Taylor Symmank

Profile
- Position: Punter

Personal information
- Born: October 2, 1992 (age 33) McKinney, Texas, U.S.
- Listed height: 6 ft 2 in (1.88 m)
- Listed weight: 185 lb (84 kg)

Career information
- High school: McKinney Boyd; (McKinney, Texas);
- College: Texas Tech
- NFL draft: 2016: undrafted

Career history
- Minnesota Vikings (2017)*; New York Giants (2018)*; Arizona Hotshots (2019)*;
- * Offseason or practice squad member only
- Stats at Pro Football Reference

= Taylor Symmank =

American football player (born 1992)

Taylor Symmank (born October 2, 1992) is an American former football punter.
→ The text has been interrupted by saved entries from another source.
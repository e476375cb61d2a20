//! Telemetry pipeline: request instrumentation, daily event streams, log
//! analysis and tail monitoring.
//!
//! # Architecture Overview
//!
//! ```text
//!     Request ──▶ http (axum host)
//!                   │
//!                   ▼
//!            instrumentation (observer chain, completion hooks)
//!                   │ LogEvent
//!                   ▼
//!              events (emitter → daily rolling files)
//!                   │
//!          ┌────────┴─────────┐
//!          ▼                  ▼
//!      analysis            tail
//!  (DailyMetrics,      (newest entry →
//!   HealthScore,        callback)
//!   report)
//!
//!  Cross-cutting: config (TOML, hot reload), observability (tracing,
//!  Prometheus), lifecycle (signals, shutdown), admin (bearer-key API)
//! ```

pub mod admin;
pub mod analysis;
pub mod config;
pub mod events;
pub mod http;
pub mod instrumentation;
pub mod lifecycle;
pub mod observability;
pub mod simulate;
pub mod tail;

pub use config::schema::TelemetryConfig;
pub use events::EventEmitter;
pub use http::HttpServer;
pub use lifecycle::Shutdown;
He played college football at Texas Tech.

== College career ==
Symmank attended Southern Arkansas University in 2012 before transfer to Texas Tech University from 2013 to 2015. After a college career, he counts 99 punts at Texas Tech for 4,325 yards & 45 punts at Southern Arkansas for 1,797 yards.

==Professional career==

===Minnesota Vikings===
On January 3, 2017, Symmank signed with the Minnesota Vikings. He was waived on September 2, 2017.

===New York Giants===
After participating in The Spring League earlier in 2018, Symmank signed with the New York Giants on June 5. He was waived on July 25, 2018.

===Arizona Hotshots===
In 2018, Symmank signed with the Arizona Hotshots of the Alliance of American Football for the 2019 season, but did not make the final roster.